After drilling through some old bird bones, palaeogeneticists in Copenhagen and Australia have discovered DNA can hardly survive 1,000 years, let alone make it through the millions of years that separate us from our reptilian overlords.
Led by Morten Allentoft at the University of Copenhagen and Michael Bunce at Murdoch University in Perth, Australia, a group of palaeogeneticists studied many bones from a Moa bird fossil to understand just how feasible it is to clone a Raptor these days.
Weve been permanently plagued by this Jurassic Park myth thats been kicking around since the early nineties, Bunce told the Sydney Morning Herald, reports the Telegraph. The myth is still out there. Even other scientists ask whether it is possible.

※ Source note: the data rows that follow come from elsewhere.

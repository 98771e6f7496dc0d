use std::sync::LazyLock;

use uuid::Uuid;

use crate::error::AppError;
use crate::models::{NewUser, User};
use crate::password::{hash_password, verify_password};
use crate::token::TokenIssuer;
use crate::traits::UserStore;

/// Audit log target for authentication outcomes. Never carries emails or passwords.
pub const AUDIT_TARGET: &str = "hbnb::audit";

/// Plaintext registration input, validated and hashed by [`AuthService::register`].
#[derive(Debug, Clone, Default)]
pub struct Registration {
    pub email: String,
    pub password: String,
    pub first_name: Option<String>,
    pub last_name: Option<String>,
}

impl Registration {
    /// Check the fields and hash the password.
    ///
    /// The email is trimmed and must contain `@`; the password must be non-empty.
    pub fn into_new_user(self) -> Result<NewUser, AppError> {
        let email = self.email.trim();
        if email.is_empty() {
            return Err(AppError::Validation("Missing email".into()));
        }
        if !email.contains('@') {
            return Err(AppError::Validation("Invalid email".into()));
        }
        if self.password.is_empty() {
            return Err(AppError::Validation("Missing password".into()));
        }

        Ok(NewUser {
            email: email.to_string(),
            password_hash: hash_password(&self.password)?,
            first_name: self.first_name,
            last_name: self.last_name,
        })
    }
}

/// Stand-in hash verified when no account matches the login email.
static UNKNOWN_ACCOUNT_HASH: LazyLock<Option<String>> =
    LazyLock::new(|| hash_password("hbnb-unknown-account").ok());

/// The hash a login attempt is checked against: the account's own, or the
/// stand-in when there is no account.
fn credential_hash(user: Option<&User>) -> Result<&str, AppError> {
    match user {
        Some(user) => Ok(&user.password_hash),
        None => UNKNOWN_ACCOUNT_HASH
            .as_deref()
            .ok_or_else(|| AppError::PasswordHash("stand-in hash unavailable".into())),
    }
}

/// Credential checks, token issuance, and current-user resolution.
pub struct AuthService<S: UserStore> {
    store: S,
    tokens: TokenIssuer,
}

impl<S: UserStore> AuthService<S> {
    pub fn new(store: S, tokens: TokenIssuer) -> Self {
        LazyLock::force(&UNKNOWN_ACCOUNT_HASH);
        Self { store, tokens }
    }

    /// Verify credentials and issue an access token.
    ///
    /// Unknown email and wrong password both yield
    /// [`AppError::InvalidCredentials`] so callers cannot tell them apart. Both
    /// paths run one argon2 verification, so response time does not reveal
    /// whether an email is registered.
    pub async fn login(&self, email: &str, password: &str) -> Result<String, AppError> {
        let email = email.trim();
        if email.is_empty() {
            tracing::warn!(target: AUDIT_TARGET, "login rejected: empty identifier");
            return Err(AppError::InvalidCredentials);
        }

        let user = self.store.find_user_by_email(email).await?;
        let valid = verify_password(password, credential_hash(user.as_ref())?)?;

        match user {
            Some(user) if valid => {
                let token = self.tokens.issue(user.id)?;
                tracing::info!(target: AUDIT_TARGET, user_id = %user.id, "login succeeded");
                Ok(token)
            }
            Some(user) => {
                tracing::warn!(target: AUDIT_TARGET, user_id = %user.id, "login rejected");
                Err(AppError::InvalidCredentials)
            }
            None => {
                tracing::warn!(target: AUDIT_TARGET, "login rejected");
                Err(AppError::InvalidCredentials)
            }
        }
    }

    /// Resolve the identity embedded in a verified token.
    pub async fn current_user(&self, user_id: Uuid) -> Result<User, AppError> {
        self.store
            .get_user(user_id)
            .await?
            .ok_or_else(|| AppError::NotFound("User not found".into()))
    }

    /// Validate and store a new account.
    pub async fn register(&self, registration: Registration) -> Result<User, AppError> {
        let user = self
            .store
            .create_user(&registration.into_new_user()?)
            .await?;
        tracing::info!(target: AUDIT_TARGET, user_id = %user.id, "user registered");
        Ok(user)
    }
}
use thiserror::Error;

/// Application-wide error types for HBnB.
#[derive(Error, Debug)]
pub enum AppError {
    /// A requested entity or association does not exist.
    #[error("{0}")]
    NotFound(String),

    /// Missing, malformed, expired or forged bearer token.
    #[error("{0}")]
    Unauthorized(String),

    /// Login rejected. Deliberately carries no detail about which check failed.
    #[error("Invalid email or password")]
    InvalidCredentials,

    /// Request payload failed validation.
    #[error("{0}")]
    Validation(String),

    /// Password hashing or hash parsing failed.
    #[error("Password hash error: {0}")]
    PasswordHash(String),

    /// Token could not be encoded.
    #[error("Token error: {0}")]
    Token(String),

    /// JSON serialization/deserialization failed.
    #[error("Serialization error: {0}")]
    SerializationError(#[from] serde_json::Error),

    /// Database operation failed.
    #[error("Database error: {0}")]
    DatabaseError(String),

    /// Invalid or missing configuration.
    #[error("Configuration error: {0}")]
    ConfigError(String),

    /// Generic error.
    #[error("{0}")]
    Generic(String),
}

impl AppError {
    /// Returns true if the error is caused by the caller rather than the server.
    pub fn is_client_error(&self) -> bool {
        matches!(
            self,
            AppError::NotFound(_)
                | AppError::Unauthorized(_)
                | AppError::InvalidCredentials
                | AppError::Validation(_)
                | AppError::SerializationError(_)
        )
    }
}
use std::future::Future;

use uuid::Uuid;

use crate::error::AppError;
use crate::models::{Amenity, NewAmenity, NewPlace, NewUser, Place, User};

/// Persists and retrieves users.
pub trait UserStore: Send + Sync + Clone {
    fn get_user(&self, id: Uuid) -> impl Future<Output = Result<Option<User>, AppError>> + Send;

    /// Exact-match lookup on the unique email index.
    fn find_user_by_email(
        &self,
        email: &str,
    ) -> impl Future<Output = Result<Option<User>, AppError>> + Send;

    /// All users, oldest first.
    fn list_users(&self) -> impl Future<Output = Result<Vec<User>, AppError>> + Send;

    /// Insert a user. Fails with [`AppError::Validation`] if the email is taken.
    fn create_user(&self, user: &NewUser)
    -> impl Future<Output = Result<User, AppError>> + Send;

    /// Delete a user and the places they own. Returns false if no such user.
    fn delete_user(&self, id: Uuid) -> impl Future<Output = Result<bool, AppError>> + Send;
}

/// Persists and retrieves amenities.
pub trait AmenityStore: Send + Sync + Clone {
    fn get_amenity(
        &self,
        id: Uuid,
    ) -> impl Future<Output = Result<Option<Amenity>, AppError>> + Send;

    /// All amenities, oldest first.
    fn list_amenities(&self) -> impl Future<Output = Result<Vec<Amenity>, AppError>> + Send;

    fn create_amenity(
        &self,
        amenity: &NewAmenity,
    ) -> impl Future<Output = Result<Amenity, AppError>> + Send;

    /// Delete an amenity and every link to it. Returns false if no such amenity.
    fn delete_amenity(&self, id: Uuid) -> impl Future<Output = Result<bool, AppError>> + Send;
}

/// Persists places and their amenity link sets.
pub trait PlaceStore: Send + Sync + Clone {
    fn get_place(&self, id: Uuid) -> impl Future<Output = Result<Option<Place>, AppError>> + Send;

    /// All places, oldest first.
    fn list_places(&self) -> impl Future<Output = Result<Vec<Place>, AppError>> + Send;

    fn create_place(
        &self,
        place: &NewPlace,
    ) -> impl Future<Output = Result<Place, AppError>> + Send;

    /// Amenities linked to a place, in the order they were linked.
    fn place_amenities(
        &self,
        place_id: Uuid,
    ) -> impl Future<Output = Result<Vec<Amenity>, AppError>> + Send;

    /// Add an amenity to a place's link set and commit.
    ///
    /// Returns true if the link was created, false if it already existed.
    /// The check and the insert happen as one step.
    fn link_amenity(
        &self,
        place_id: Uuid,
        amenity_id: Uuid,
    ) -> impl Future<Output = Result<bool, AppError>> + Send;

    /// Remove an amenity from a place's link set and commit.
    ///
    /// Returns false if the amenity was not linked.
    fn unlink_amenity(
        &self,
        place_id: Uuid,
        amenity_id: Uuid,
    ) -> impl Future<Output = Result<bool, AppError>> + Send;
}

/// The full storage facade handed to services and handlers.
pub trait Storage: UserStore + AmenityStore + PlaceStore + 'static {
    /// Check the backend is reachable.
    fn health_check(&self) -> impl Future<Output = Result<(), AppError>> + Send;
}
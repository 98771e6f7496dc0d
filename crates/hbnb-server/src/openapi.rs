use utoipa::OpenApi;

#[derive(OpenApi)]
#[openapi(
    info(
        title = "HBnB API",
        version = "0.1.0",
        description = "Places, amenities and users for a short-term rental listing service."
    ),
    paths(
        crate::routes::login,
        crate::routes::dashboard,
        crate::routes::register,
        crate::routes::list_users,
        crate::routes::get_user,
        crate::routes::delete_user,
        crate::routes::list_amenities,
        crate::routes::create_amenity,
        crate::routes::get_amenity,
        crate::routes::delete_amenity,
        crate::routes::list_places,
        crate::routes::create_place,
        crate::routes::get_place,
        crate::routes::list_place_amenities,
        crate::routes::link_place_amenity,
        crate::routes::unlink_place_amenity,
        crate::routes::status,
    ),
    components(schemas(
        crate::dto::LoginRequest,
        crate::dto::LoginResponse,
        crate::dto::DashboardResponse,
        crate::dto::CreateUserRequest,
        crate::dto::UserResponse,
        crate::dto::CreateAmenityRequest,
        crate::dto::AmenityResponse,
        crate::dto::CreatePlaceRequest,
        crate::dto::PlaceResponse,
        crate::dto::StatusResponse,
        crate::dto::EmptyResponse,
        crate::dto::ErrorResponse,
    )),
    tags(
        (name = "auth", description = "Login and current user"),
        (name = "users", description = "User accounts"),
        (name = "amenities", description = "Amenity catalogue"),
        (name = "places", description = "Rental places"),
        (name = "place_amenities", description = "Links between places and amenities"),
        (name = "system", description = "Health and system status"),
    ),
    modifiers(&SecurityAddon)
)]
pub struct ApiDoc;

/// Registers the `bearer` security scheme referenced by protected paths.
struct SecurityAddon;

impl utoipa::Modify for SecurityAddon {
    fn modify(&self, openapi: &mut utoipa::openapi::OpenApi) {
        if let Some(components) = openapi.components.as_mut() {
            components.add_security_scheme(
                "bearer",
                utoipa::openapi::security::SecurityScheme::Http(
                    utoipa::openapi::security::HttpBuilder::new()
                        .scheme(utoipa::openapi::security::HttpAuthScheme::Bearer)
                        .bearer_format("JWT")
                        .description(Some("Access token returned by POST /api/v1/login."))
                        .build(),
                ),
            );
        }
    }
}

Each of the 158 Moa bones were gathered relatively close to one another in New Zealand, (about 3 miles or so apart) were preserved in near identical environments, and are estimated by the team to be anywhere between 600 and 8,000 years old.
After drilling into the core of these bones and examining them, the researchers estimated that DNA actually has a half-life of about 521 years. This means that after an estimated span of 521 years, half of the nucleotides in the samples backbone break. In another 521 years, half of the remaining nucleotides also break, and so on.
Even though half of the nucleotides are destroyed after just 521 years, the research team suggests that, under the best conditions, every strand in that DNA would be destroyed after, at most, 6.8 million years. Further crushing Crichton fans, these researchers also suggest that while this DNA could technically exist for upwards of 6 million years, it becomes mostly useless after only 1.5 million years. After the first millennia (1,000 years), the strands of DNA become far too short to read.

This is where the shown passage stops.